Bruno Benedetto, Giaccone Luisa, Sorasio Roberto, Boccadoro Mario
Division of Hematology, S. Giovanni Battista Hospital, University of Torino, Torino, Italy.
Semin Hematol. 2009 Apr;46(2):158-65. doi: 10.1053/j.seminhematol.2009.02.001.
High-dose chemotherapy with autologous stem cell rescue has been regarded as the standard of care for young newly diagnosed myeloma patients. Moreover, the development of new agents with potent anti-tumor activity has further improved survival. However, relapse is a continuous risk primarily due to the inability of current therapies to eradicate all myeloma cells. Allografting is the only potentially curative treatment at least for a subset of multiple myeloma patients due to its well documented graft-versus-myeloma effects. Given the high transplant mortality of the high-dose myeloablative conditionings used until recently, allografting has for a long time been limited to younger relapsed/refractory patients. These limitations have been reduced significantly by the use of reduced-intensity conditionings. Although results of recent trials are encouraging, the subset of patients who may benefit most from an allograft remains to be determined. An overview of the clinical outcomes obtained with allografting and possible future developments are reported.

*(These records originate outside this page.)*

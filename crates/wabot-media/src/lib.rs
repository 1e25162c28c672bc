// SPDX-FileCopyrightText: 2026 Wabot Contributors
// SPDX-License-Identifier: MIT OR Apache-2.0

//! Media pipeline for the Wabot agent.
//!
//! Streams binary content from the gateway's one-shot content descriptors,
//! persists it under scoped directories, and invokes the external ffmpeg
//! transcoder for sticker creation. Temporary files are owned by drop
//! guards so they are cleaned up on every exit path.

pub mod error;
pub mod sticker;
pub mod store;
pub mod temp;

use futures::StreamExt;

pub use error::MediaError;
pub use sticker::transcode_to_sticker;
pub use store::MediaStore;
pub use temp::TempPath;

use wabot_core::{MediaKind, MediaStream};

/// Drains a one-shot content stream into a single buffer.
///
/// The descriptor behind the stream is consumed exactly once; a second
/// fetch requires a fresh descriptor from the source event.
pub async fn fetch_binary(mut stream: MediaStream) -> Result<Vec<u8>, MediaError> {
    let mut buffer = Vec::new();
    while let Some(chunk) = stream.next().await {
        let chunk = chunk.map_err(|e| MediaError::Fetch {
            message: e.to_string(),
        })?;
        buffer.extend_from_slice(&chunk);
    }
    Ok(buffer)
}

/// File extension used when persisting media of a given kind.
pub fn extension_for(kind: MediaKind) -> &'static str {
    match kind {
        MediaKind::Image => "jpg",
        MediaKind::Video => "mp4",
        MediaKind::Document => "bin",
        MediaKind::Audio => "ogg",
        MediaKind::Sticker => "webp",
    }
}
/// Rotated segments for `path`, newest first.
fn list_backups(path: &Path) -> Result<Vec<Backup>> {
    let dir = match path.parent().filter(|p| !p.as_os_str().is_empty()) {
        Some(dir) => dir.to_path_buf(),
        None => PathBuf::from("."),
    };
    let (stem, ext) = name_parts(path);
    let prefix = format!("{}-", stem);

    let mut backups = Vec::new();
    for dir_entry in fs::read_dir(&dir)? {
        let dir_entry = dir_entry?;
        if !dir_entry.file_type().map(|t| t.is_file()).unwrap_or(false) {
            continue;
        }
        let file_name = dir_entry.file_name();
        let Some(name) = file_name.to_str() else {
            continue;
        };

        let (name, compressed) = match name.strip_suffix(COMPRESS_SUFFIX) {
            Some(inner) => (inner, true),
            None => (name, false),
        };
        let Some(stamp) = name
            .strip_prefix(prefix.as_str())
            .and_then(|rest| rest.strip_suffix(ext.as_str()))
        else {
            continue;
        };
        if let Ok(rotated_at) = NaiveDateTime::parse_from_str(stamp, BACKUP_TIME_FORMAT) {
            backups.push(Backup {
                path: dir_entry.path(),
                rotated_at,
                compressed,
            });
        }
    }

    backups.sort_by(|a, b| b.rotated_at.cmp(&a.rotated_at));
    Ok(backups)
}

大剂量化疗联合自体干细胞救援一直被视为年轻新诊断骨髓瘤患者的标准治疗方法。此外,具有强大抗肿瘤活性的新型药物的研发进一步提高了生存率。然而,复发仍是一个持续存在的风险,主要原因是当前疗法无法根除所有骨髓瘤细胞。同种异体移植是至少对一部分多发性骨髓瘤患者唯一具有潜在治愈性的治疗方法,因为其移植物抗骨髓瘤效应已有充分记录。鉴于直到最近使用的高剂量清髓预处理的移植死亡率很高,同种异体移植长期以来仅限于较年轻的复发/难治性患者。通过使用减低强度预处理,这些局限性已得到显著降低。尽管近期试验结果令人鼓舞,但最可能从同种异体移植中获益的患者亚组仍有待确定。本文报告了同种异体移植的临床结果概述以及未来可能的发展情况。